Question 7: How to determine the restructuring investors through consultation?
1., for the debtor to manage its own property and business affairs, since the debtor has the best knowledge of the business development of the enterprise, in order to improve the efficiency of reorganization, the debtor may give priority to the introduction of reorganization investors through consultation. However, if the debtor is unable to propose a feasible plan for debt settlement and subsequent operations within a reasonable period of time, the administrator shall openly recruit restructuring investors from the public.
2. in the case of the manager is responsible for the management of property and business affairs, in principle, the manager should openly recruit restructuring investors to the public. At the same time, based on efficiency considerations, with the consent of the creditors' meeting or the creditors' committee, the administrator may determine the reorganization investor by consultation in the following circumstances:
1. The debtor and the intended investor have initially formed a feasible debt settlement plan and an adjustment plan for the rights and interests of the investor during the period of pre-reorganization or the debtor's own operation and management;
2. At the time of the acceptance of the reorganization application, the debtor has identified the intended investor, the intended investor has continued to provide co-beneficial funds for the debtor's continued business, the compensation of employee claims, and the debtor has formulated a feasible debt settlement and investor equity adjustment plan;
3. The value of the reorganization may be lost sharply and the reorganization investor needs to be identified as soon as possible;
4. There are other circumstances that are not suitable for public recruitment of restructuring investors, and the consent of the creditors' meeting or the creditors' committee is obtained.

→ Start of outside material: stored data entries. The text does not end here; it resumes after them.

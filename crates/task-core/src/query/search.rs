//! Keyword search over task titles.

use super::filter::{filter_tasks, GroupField, TaskFilter};
use super::sort::{sort_by_field, SortField};
use crate::error::{TaskError, TaskResult};
use crate::models::{Priority, Task};
use std::collections::BTreeMap;

fn require_keyword(keyword: &str) -> TaskResult<()> {
    if keyword.trim().is_empty() {
        return Err(TaskError::EmptyKeyword);
    }
    Ok(())
}

/// Tasks whose title contains `keyword`, ignoring case, in input order.
/// Only titles are searched.
pub fn search_tasks<'a>(tasks: impl IntoIterator<Item = &'a Task>, keyword: &str) -> TaskResult<Vec<&'a Task>> {
    require_keyword(keyword)?;
    let needle = keyword.to_lowercase();
    Ok(tasks
        .into_iter()
        .filter(|t| t.title().to_lowercase().contains(&needle))
        .collect())
}

pub fn search_by_title<'a>(tasks: impl IntoIterator<Item = &'a Task>, keyword: &str) -> TaskResult<Vec<&'a Task>> {
    search_tasks(tasks, keyword)
}

/// Tasks whose whole title equals `title`, ignoring case.
pub fn search_by_title_exact<'a>(tasks: impl IntoIterator<Item = &'a Task>, title: &str) -> TaskResult<Vec<&'a Task>> {
    require_keyword(title)?;
    let wanted = title.to_lowercase();
    Ok(tasks
        .into_iter()
        .filter(|t| t.title().to_lowercase() == wanted)
        .collect())
}

pub fn search_by_category_and_keyword<'a>(
    tasks: impl IntoIterator<Item = &'a Task>,
    category: &str,
    keyword: &str,
) -> TaskResult<Vec<&'a Task>> {
    search_tasks(filter_tasks(tasks, &TaskFilter::new().category(category)), keyword)
}

pub fn search_by_priority_and_keyword<'a>(
    tasks: impl IntoIterator<Item = &'a Task>,
    priority: Priority,
    keyword: &str,
) -> TaskResult<Vec<&'a Task>> {
    search_tasks(filter_tasks(tasks, &TaskFilter::new().priority(priority)), keyword)
}

/// Keyword search narrowed by any filter criteria.
pub fn search_with_filters<'a>(
    tasks: impl IntoIterator<Item = &'a Task>,
    keyword: &str,
    filter: &TaskFilter,
) -> TaskResult<Vec<&'a Task>> {
    Ok(filter_tasks(search_tasks(tasks, keyword)?, filter))
}

/// Keyword search, then ordered by `sort_by` (`priority`, `status`, `title`,
/// or `due_date`). Any other name keeps the input order.
pub fn search_and_sort<'a>(
    tasks: impl IntoIterator<Item = &'a Task>,
    keyword: &str,
    sort_by: &str,
) -> TaskResult<Vec<&'a Task>> {
    let matches = search_tasks(tasks, keyword)?;
    let sorted = match SortField::from_name(sort_by) {
        Some(SortField::Priority) => sort_by_field(matches, SortField::Priority, false),
        Some(field @ (SortField::Status | SortField::Title | SortField::DueDate)) => {
            sort_by_field(matches, field, true)
        }
        _ => matches,
    };
    Ok(sorted)
}

/// Breakdown of the tasks matching a keyword.
#[derive(Debug, Clone, Default, PartialEq, Eq)]
pub struct SearchStats {
    pub total_matches: usize,
    pub by_status: BTreeMap<String, usize>,
    pub by_priority: BTreeMap<String, usize>,
    pub by_category: BTreeMap<String, usize>,
}

pub fn search_stats<'a>(tasks: impl IntoIterator<Item = &'a Task>, keyword: &str) -> TaskResult<SearchStats> {
    let matches = search_tasks(tasks, keyword)?;
    let mut stats = SearchStats {
        total_matches: matches.len(),
        ..Default::default()
    };
    for task in matches {
        *stats.by_status.entry(GroupField::Status.key_of(task)).or_insert(0) += 1;
        *stats.by_priority.entry(GroupField::Priority.key_of(task)).or_insert(0) += 1;
        *stats.by_category.entry(GroupField::Category.key_of(task)).or_insert(0) += 1;
    }
    Ok(stats)
}
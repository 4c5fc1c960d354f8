//! Field-level validation for task data.
//!
//! Every validator is a pure function: it either returns the normalized value
//! or the first constraint it violates. Nothing here holds state, so the same
//! checks run at task construction and again wherever a query accepts a raw
//! value from a caller.

use crate::error::{TaskError, TaskResult};
use crate::models::{Priority, Recurrence};
use chrono::NaiveDate;

/// Maximum title length in characters.
pub const MAX_TITLE_LEN: usize = 255;
/// Maximum category length in characters.
pub const MAX_CATEGORY_LEN: usize = 50;
/// Prefix every task ID starts with.
pub const TASK_ID_PREFIX: &str = "task-";

/// Validate a priority name (`high`, `medium`, `low`). Case-sensitive.
pub fn validate_priority(value: &str) -> TaskResult<Priority> {
    Priority::from_name(value).ok_or_else(|| {
        TaskError::invalid_value(format!(
            "Invalid priority. Must be high, medium, or low (got '{}')",
            value
        ))
    })
}

/// Validate a category. `None` and `""` are valid and normalize to `None`.
pub fn validate_category(value: Option<&str>) -> TaskResult<Option<String>> {
    match value {
        None | Some("") => Ok(None),
        Some(category) => {
            let len = category.chars().count();
            if len > MAX_CATEGORY_LEN {
                return Err(TaskError::invalid_value(format!(
                    "Category must be {} characters or less (got {} characters)",
                    MAX_CATEGORY_LEN, len
                )));
            }
            Ok(Some(category.to_string()))
        }
    }
}

/// Validate a due date string in strict `YYYY-MM-DD` form.
///
/// Shape problems (wrong separators, non-digits, month outside 1-12, day 0)
/// are `InvalidFormat`. A well-formed date whose day does not exist in that
/// month, such as `2023-02-29`, is `InvalidValue`.
pub fn validate_due_date(value: Option<&str>) -> TaskResult<Option<NaiveDate>> {
    let text = match value {
        None | Some("") => return Ok(None),
        Some(text) => text,
    };

    let format_error =
        || TaskError::invalid_format(format!("Invalid date format. Use YYYY-MM-DD (got '{}')", text));

    let bytes = text.as_bytes();
    let shaped = bytes.len() == 10
        && bytes[4] == b'-'
        && bytes[7] == b'-'
        && bytes
            .iter()
            .enumerate()
            .all(|(i, b)| i == 4 || i == 7 || b.is_ascii_digit());
    if !shaped {
        return Err(format_error());
    }

    let year: i32 = text[0..4].parse().map_err(|_| format_error())?;
    let month: u32 = text[5..7].parse().map_err(|_| format_error())?;
    let day: u32 = text[8..10].parse().map_err(|_| format_error())?;
    if !(1..=12).contains(&month) || day == 0 {
        return Err(format_error());
    }

    let max_day = days_in_month(year, month);
    if day > max_day {
        return Err(TaskError::invalid_value(format!(
            "Invalid date. {}/{}/{} does not exist",
            month, day, year
        )));
    }

    NaiveDate::from_ymd_opt(year, month, day)
        .map(Some)
        .ok_or_else(format_error)
}

/// Validate a recurrence name. `None` and `""` mean "not recurring".
pub fn validate_recurrence(value: Option<&str>) -> TaskResult<Option<Recurrence>> {
    match value {
        None | Some("") => Ok(None),
        Some(name) => Recurrence::from_name(name).map(Some).ok_or_else(|| {
            TaskError::invalid_value(format!(
                "Invalid recurrence. Must be daily, weekly, or monthly (got '{}')",
                name
            ))
        }),
    }
}

/// Validate a task title: 1-255 characters with at least one non-whitespace
/// character.
pub fn validate_task_title(title: &str) -> TaskResult<()> {
    let len = title.chars().count();
    if len == 0 || len > MAX_TITLE_LEN {
        return Err(TaskError::invalid_value(format!(
            "Title must be 1-{} characters (got {})",
            MAX_TITLE_LEN, len
        )));
    }
    if title.trim().is_empty() {
        return Err(TaskError::invalid_value("Title cannot be whitespace only"));
    }
    Ok(())
}

/// Validate a task ID of the form `task-NNN`.
pub fn validate_task_id(id: &str) -> TaskResult<()> {
    let digits = id.strip_prefix(TASK_ID_PREFIX).ok_or_else(|| {
        TaskError::invalid_value(format!("ID must start with '{}' (got '{}')", TASK_ID_PREFIX, id))
    })?;
    if digits.is_empty() || !digits.bytes().all(|b| b.is_ascii_digit()) {
        return Err(TaskError::invalid_value(format!(
            "ID format must be 'task-NNN' where NNN is a number (got '{}')",
            id
        )));
    }
    Ok(())
}

/// Gregorian leap year rule.
pub fn is_leap_year(year: i32) -> bool {
    (year % 4 == 0 && year % 100 != 0) || year % 400 == 0
}

/// Number of days in `month` (1-12) of `year`. Returns 0 for an invalid month.
pub fn days_in_month(year: i32, month: u32) -> u32 {
    match month {
        1 | 3 | 5 | 7 | 8 | 10 | 12 => 31,
        4 | 6 | 9 | 11 => 30,
        2 if is_leap_year(year) => 29,
        2 => 28,
        _ => 0,
    }
}

#[cfg(test)]
mod tests {
    use super::*;

    #[test]
    fn test_validate_priority() {
        assert_eq!(validate_priority("high").unwrap(), Priority::High);
        assert_eq!(validate_priority("medium").unwrap(), Priority::Medium);
        assert_eq!(validate_priority("low").unwrap(), Priority::Low);

        // No case folding.
        assert!(matches!(validate_priority("High"), Err(TaskError::InvalidValue(_))));
        assert!(matches!(validate_priority("urgent"), Err(TaskError::InvalidValue(_))));
        assert!(matches!(validate_priority(""), Err(TaskError::InvalidValue(_))));
    }

    #[test]
    fn test_validate_category_boundaries() {
        assert_eq!(validate_category(None).unwrap(), None);
        assert_eq!(validate_category(Some("")).unwrap(), None);
        assert_eq!(validate_category(Some("work")).unwrap(), Some("work".to_string()));

        let fifty = "a".repeat(50);
        assert_eq!(validate_category(Some(&fifty)).unwrap(), Some(fifty.clone()));

        let fifty_one = "a".repeat(51);
        assert!(matches!(
            validate_category(Some(&fifty_one)),
            Err(TaskError::InvalidValue(_))
        ));
    }

    #[test]
    fn test_validate_due_date_valid() {
        assert_eq!(validate_due_date(None).unwrap(), None);
        assert_eq!(validate_due_date(Some("")).unwrap(), None);
        assert_eq!(
            validate_due_date(Some("2025-01-31")).unwrap(),
            NaiveDate::from_ymd_opt(2025, 1, 31)
        );
        assert_eq!(
            validate_due_date(Some("2024-02-29")).unwrap(),
            NaiveDate::from_ymd_opt(2024, 2, 29)
        );
    }

    #[test]
    fn test_validate_due_date_bad_format() {
        for text in ["2025/01/31", "25-01-31", "2025-1-31", "tomorrow", "2025-01-31x", "2025-13-01", "2025-01-00"] {
            assert!(
                matches!(validate_due_date(Some(text)), Err(TaskError::InvalidFormat(_))),
                "{} should be a format error",
                text
            );
        }
    }

    #[test]
    fn test_validate_due_date_nonexistent_day() {
        for text in ["2023-02-29", "2025-02-30", "2025-04-31", "2100-02-29"] {
            assert!(
                matches!(validate_due_date(Some(text)), Err(TaskError::InvalidValue(_))),
                "{} should not exist",
                text
            );
        }
        // 2000 is divisible by 400.
        assert!(validate_due_date(Some("2000-02-29")).is_ok());
    }

    #[test]
    fn test_validate_recurrence() {
        assert_eq!(validate_recurrence(None).unwrap(), None);
        assert_eq!(validate_recurrence(Some("")).unwrap(), None);
        assert_eq!(validate_recurrence(Some("weekly")).unwrap(), Some(Recurrence::Weekly));
        assert!(matches!(
            validate_recurrence(Some("yearly")),
            Err(TaskError::InvalidValue(_))
        ));
    }

    #[test]
    fn test_validate_task_title() {
        assert!(validate_task_title("Buy milk").is_ok());
        assert!(validate_task_title(&"x".repeat(255)).is_ok());

        assert!(matches!(validate_task_title(""), Err(TaskError::InvalidValue(_))));
        assert!(matches!(validate_task_title("   \t"), Err(TaskError::InvalidValue(_))));
        assert!(matches!(
            validate_task_title(&"x".repeat(256)),
            Err(TaskError::InvalidValue(_))
        ));
    }

    #[test]
    fn test_validate_task_id() {
        assert!(validate_task_id("task-001").is_ok());
        assert!(validate_task_id("task-1234").is_ok());

        assert!(validate_task_id("001").is_err());
        assert!(validate_task_id("task-").is_err());
        assert!(validate_task_id("task-01a").is_err());
        assert!(validate_task_id("task-001-2").is_err());
        assert!(validate_task_id("Task-001").is_err());
    }

    #[test]
    fn test_days_in_month() {
        assert_eq!(days_in_month(2025, 1), 31);
        assert_eq!(days_in_month(2025, 2), 28);
        assert_eq!(days_in_month(2024, 2), 29);
        assert_eq!(days_in_month(1900, 2), 28);
        assert_eq!(days_in_month(2000, 2), 29);
        assert_eq!(days_in_month(2025, 4), 30);
        assert_eq!(days_in_month(2025, 13), 0);
    }
}
//! Task Manager - in-memory task list TUI.
//!
//! Features:
//! - Tasks with priority, category, due date, and recurrence
//! - Views: list, status board, categories, agenda
//! - Search, status filter, and sorting
//! - Tasks live for the session only

mod app;
mod config;
mod ui;

use anyhow::Result;
use app::App;
use config::Config;
use crossterm::{
    event::{self, DisableMouseCapture, EnableMouseCapture, Event, KeyCode},
    execute,
    terminal::{disable_raw_mode, enable_raw_mode, EnterAlternateScreen, LeaveAlternateScreen},
};
use ratatui::{backend::CrosstermBackend, Terminal};
use std::{fs::OpenOptions, io, sync::Mutex, time::Duration};
use tracing_subscriber::{fmt, layer::SubscriberExt, util::SubscriberInitExt, EnvFilter};

fn main() -> Result<()> {
    init_logging()?;
    let config = Config::load();
    tracing::info!(sort = %config.sorting.default_sort, "starting task manager");

    // Setup terminal
    enable_raw_mode()?;
    let mut stdout = io::stdout();
    execute!(stdout, EnterAlternateScreen, EnableMouseCapture)?;
    let backend = CrosstermBackend::new(stdout);
    let mut terminal = Terminal::new(backend)?;

    // Run app
    let mut app = App::new(config);
    let result = run_app(&mut terminal, &mut app);

    // Restore terminal
    disable_raw_mode()?;
    execute!(
        terminal.backend_mut(),
        LeaveAlternateScreen,
        DisableMouseCapture
    )?;
    terminal.show_cursor()?;

    app.remember_preferences();
    if let Err(e) = app.config.save() {
        tracing::warn!(error = %e, "failed to save config");
    }
    tracing::info!(tasks = app.service.task_count(), "exiting");
    result
}

/// Log to a file in the data dir; the terminal belongs to the UI.
fn init_logging() -> Result<()> {
    let Some(path) = Config::log_path() else {
        return Ok(());
    };
    if let Some(parent) = path.parent() {
        std::fs::create_dir_all(parent)?;
    }
    let file = OpenOptions::new().create(true).append(true).open(&path)?;

    tracing_subscriber::registry()
        .with(
            EnvFilter::try_from_default_env()
                .unwrap_or_else(|_| "task_manager=info,task_core=info".into()),
        )
        .with(fmt::layer().with_writer(Mutex::new(file)).with_ansi(false))
        .init();
    Ok(())
}

fn run_app<B: ratatui::backend::Backend>(terminal: &mut Terminal<B>, app: &mut App) -> Result<()> {
    loop {
        terminal.draw(|f| ui::draw(f, app))?;

        if event::poll(Duration::from_millis(100))? {
            if let Event::Key(key) = event::read()? {
                if app.can_quit() && key.code == KeyCode::Char('q') {
                    return Ok(());
                }
                app.handle_key(key);
            }
        }
    }
}
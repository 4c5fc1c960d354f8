//! Priority helpers that take raw priority names from callers.

use super::filter::{filter_tasks, TaskFilter};
use crate::error::TaskResult;
use crate::models::{Priority, Task};
use crate::validators;

pub use super::sort::sort_by_priority;
pub use crate::validators::validate_priority;

/// Task counts per priority. Every level is always present.
#[derive(Debug, Clone, Copy, Default, PartialEq, Eq)]
pub struct PrioritySummary {
    pub high: usize,
    pub medium: usize,
    pub low: usize,
}

impl PrioritySummary {
    pub fn get(&self, priority: Priority) -> usize {
        match priority {
            Priority::High => self.high,
            Priority::Medium => self.medium,
            Priority::Low => self.low,
        }
    }

    pub fn total(&self) -> usize {
        self.high + self.medium + self.low
    }
}

/// Validate `priority`, then keep the tasks at that level.
pub fn filter_by_priority<'a>(tasks: impl IntoIterator<Item = &'a Task>, priority: &str) -> TaskResult<Vec<&'a Task>> {
    let priority = validators::validate_priority(priority)?;
    Ok(filter_tasks(tasks, &TaskFilter::new().priority(priority)))
}

pub fn priority_summary<'a>(tasks: impl IntoIterator<Item = &'a Task>) -> PrioritySummary {
    let mut summary = PrioritySummary::default();
    for task in tasks {
        match task.priority() {
            Priority::High => summary.high += 1,
            Priority::Medium => summary.medium += 1,
            Priority::Low => summary.low += 1,
        }
    }
    summary
}

/// Validate `priority`, then set it on `task`. The task is untouched on error.
pub fn set_priority(task: &mut Task, priority: &str) -> TaskResult<()> {
    task.set_priority(validators::validate_priority(priority)?);
    Ok(())
}

#[cfg(test)]
mod tests {
    use super::*;
    use crate::error::TaskError;
    use proptest::prelude::*;

    fn task(n: usize, priority: Priority) -> Task {
        Task::builder(format!("task-{:03}", n), "t").priority(priority).build().unwrap()
    }

    #[test]
    fn test_filter_by_priority_validates() {
        let tasks = vec![task(1, Priority::High), task(2, Priority::Low)];
        assert_eq!(filter_by_priority(&tasks, "high").unwrap().len(), 1);
        assert!(matches!(filter_by_priority(&tasks, "urgent"), Err(TaskError::InvalidValue(_))));
        assert!(matches!(filter_by_priority(&tasks, "High"), Err(TaskError::InvalidValue(_))));
    }

    #[test]
    fn test_priority_summary_zero_filled() {
        let empty: Vec<Task> = Vec::new();
        assert_eq!(priority_summary(&empty), PrioritySummary::default());

        let tasks = vec![task(1, Priority::High), task(2, Priority::High), task(3, Priority::Low)];
        let summary = priority_summary(&tasks);
        assert_eq!(summary.get(Priority::High), 2);
        assert_eq!(summary.get(Priority::Medium), 0);
        assert_eq!(summary.get(Priority::Low), 1);
        assert_eq!(summary.total(), 3);
    }

    #[test]
    fn test_set_priority() {
        let mut t = task(1, Priority::Medium);
        set_priority(&mut t, "low").unwrap();
        assert_eq!(t.priority(), Priority::Low);

        assert!(set_priority(&mut t, "none").is_err());
        assert_eq!(t.priority(), Priority::Low);
    }

    proptest! {
        #[test]
        fn test_priority_filters_partition_input(levels in prop::collection::vec(0u8..3, 0..50)) {
            let tasks: Vec<Task> = levels
                .iter()
                .enumerate()
                .map(|(i, l)| task(i + 1, Priority::ALL[*l as usize]))
                .collect();

            let mut seen: Vec<&str> = Vec::new();
            for p in Priority::ALL {
                let subset = filter_by_priority(&tasks, p.as_str()).unwrap();
                prop_assert!(subset.iter().all(|t| t.priority() == p));
                let expected: Vec<&str> = tasks.iter().filter(|t| t.priority() == p).map(|t| t.id()).collect();
                let got: Vec<&str> = subset.iter().map(|t| t.id()).collect();
                prop_assert_eq!(&got, &expected);
                seen.extend(got);
            }

            seen.sort_unstable();
            let mut all: Vec<&str> = tasks.iter().map(|t| t.id()).collect();
            all.sort_unstable();
            prop_assert_eq!(seen, all);
        }
    }
}
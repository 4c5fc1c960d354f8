//! Stateless queries over task sequences.
//!
//! Every query takes any iterator of `&Task` and returns a `Vec<&Task>` (or a
//! summary), so they chain: filter, then search, then sort.

pub mod category;
pub mod filter;
pub mod priority;
pub mod search;
pub mod sort;

pub use filter::{filter_tasks, filter_tasks_on, FilterOptions, GroupField, TaskFilter, UNCATEGORIZED};
pub use priority::PrioritySummary;
pub use search::{search_tasks, SearchStats};
pub use sort::{multi_sort, sort_by_field, SortField};
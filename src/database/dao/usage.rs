use crate::database::entities::{UsageRecord, user_ai_usage};
use crate::database::{DatabaseError, DatabaseResult};
use chrono::{NaiveDate, Utc};
use rust_decimal::Decimal;
use sea_orm::sea_query::{Expr, OnConflict};
use sea_orm::{
    ActiveValue, ColumnTrait, DatabaseConnection, EntityTrait, QueryFilter, QueryOrder,
    QuerySelect, Set,
};
use serde::Serialize;

/// Quota arithmetic for one user's current month.
#[derive(Debug, Clone, Serialize)]
pub struct QuotaStatus {
    pub usage: i64,
    pub limit: i64,
    pub remaining: i64,
    pub percentage: f64,
    pub limit_exceeded: bool,
}

impl QuotaStatus {
    /// A limit of zero or less means unlimited.
    pub fn compute(used: i64, limit: i64) -> Self {
        if limit <= 0 {
            return Self {
                usage: used,
                limit,
                remaining: i64::MAX,
                percentage: 0.0,
                limit_exceeded: false,
            };
        }

        Self {
            usage: used,
            limit,
            remaining: (limit - used).max(0),
            percentage: (used as f64 / limit as f64 * 10_000.0).round() / 100.0,
            limit_exceeded: used >= limit,
        }
    }
}

/// The current "YYYY-MM" accounting key.
pub fn current_month() -> String {
    Utc::now().format("%Y-%m").to_string()
}

/// Human-readable label for a "YYYY-MM" key, e.g. "Apr 2025".
pub fn month_label(month: &str) -> String {
    let parsed = format!("{}-01", month);
    match NaiveDate::parse_from_str(&parsed, "%Y-%m-%d") {
        Ok(date) => date.format("%b %Y").to_string(),
        Err(_) => month.to_string(),
    }
}

pub struct UsageDao {
    db: DatabaseConnection,
}

impl UsageDao {
    pub fn new(db: DatabaseConnection) -> Self {
        Self { db }
    }

    /// Additive upsert for one (user, month) row. The increment happens in
    /// the database so concurrent calls never lose updates.
    pub async fn record(
        &self,
        user_id: i32,
        month: &str,
        tokens: i64,
        cost: Decimal,
    ) -> DatabaseResult<()> {
        let now = Utc::now();
        let active_model = user_ai_usage::ActiveModel {
            id: ActiveValue::NotSet,
            user_id: Set(user_id),
            month: Set(month.to_string()),
            tokens_used: Set(tokens),
            estimated_cost: Set(cost),
            created_at: Set(now),
            updated_at: Set(now),
        };

        let on_conflict = OnConflict::columns([
            user_ai_usage::Column::UserId,
            user_ai_usage::Column::Month,
        ])
        .value(
            user_ai_usage::Column::TokensUsed,
            Expr::col(user_ai_usage::Column::TokensUsed).add(tokens),
        )
        .value(
            user_ai_usage::Column::EstimatedCost,
            Expr::col(user_ai_usage::Column::EstimatedCost).add(cost),
        )
        .value(user_ai_usage::Column::UpdatedAt, Expr::value(now))
        .to_owned();

        user_ai_usage::Entity::insert(active_model)
            .on_conflict(on_conflict)
            .exec(&self.db)
            .await
            .map_err(|e| DatabaseError::Database(e.to_string()))?;

        Ok(())
    }

    pub async fn find_month(
        &self,
        user_id: i32,
        month: &str,
    ) -> DatabaseResult<Option<UsageRecord>> {
        user_ai_usage::Entity::find()
            .filter(user_ai_usage::Column::UserId.eq(user_id))
            .filter(user_ai_usage::Column::Month.eq(month))
            .one(&self.db)
            .await
            .map_err(|e| DatabaseError::Database(e.to_string()))
    }

    pub async fn tokens_used_in_month(&self, user_id: i32, month: &str) -> DatabaseResult<i64> {
        Ok(self
            .find_month(user_id, month)
            .await?
            .map(|record| record.tokens_used)
            .unwrap_or(0))
    }

    /// Up to `months_back` most recent rows, returned chronologically
    /// ascending for display.
    pub async fn history(&self, user_id: i32, months_back: u64) -> DatabaseResult<Vec<UsageRecord>> {
        let mut records = user_ai_usage::Entity::find()
            .filter(user_ai_usage::Column::UserId.eq(user_id))
            .order_by_desc(user_ai_usage::Column::Month)
            .limit(months_back)
            .all(&self.db)
            .await
            .map_err(|e| DatabaseError::Database(e.to_string()))?;

        records.reverse();
        Ok(records)
    }
}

Question 8: What is the recruitment of investors?
Recruiting investors is a general term for disclosing debtor information, disclosing information, and attracting investors to compete for and participate in restructuring investment activities.
Question 9: When will the investor recruitment process be initiated?
If the manager publicly recruits reorganization investors, it shall start in time after the completion of the debtor's audit and asset evaluation; the manager may also start the public recruitment in advance according to the actual situation of the reorganization case. Where a decision is made to reorganize the debtor after the acceptance of bankruptcy liquidation and before the debtor is declared bankrupt, the administrator shall recruit reorganization investors within a reasonable period of time from the date of the reorganization decision. The same applies to pre-reorganization before entering into judicial proceedings and to the pre-reorganization stage before entering into insolvency reorganization proceedings after liquidation.
Question 10: Who recruited the restructuring investors?
According to Articles 70 and 80 of the the People's Republic of China Enterprise Bankruptcy Law, reorganization investors may be introduced by the debtor or administrator through consultation and public recruitment, or may be recommend by creditors.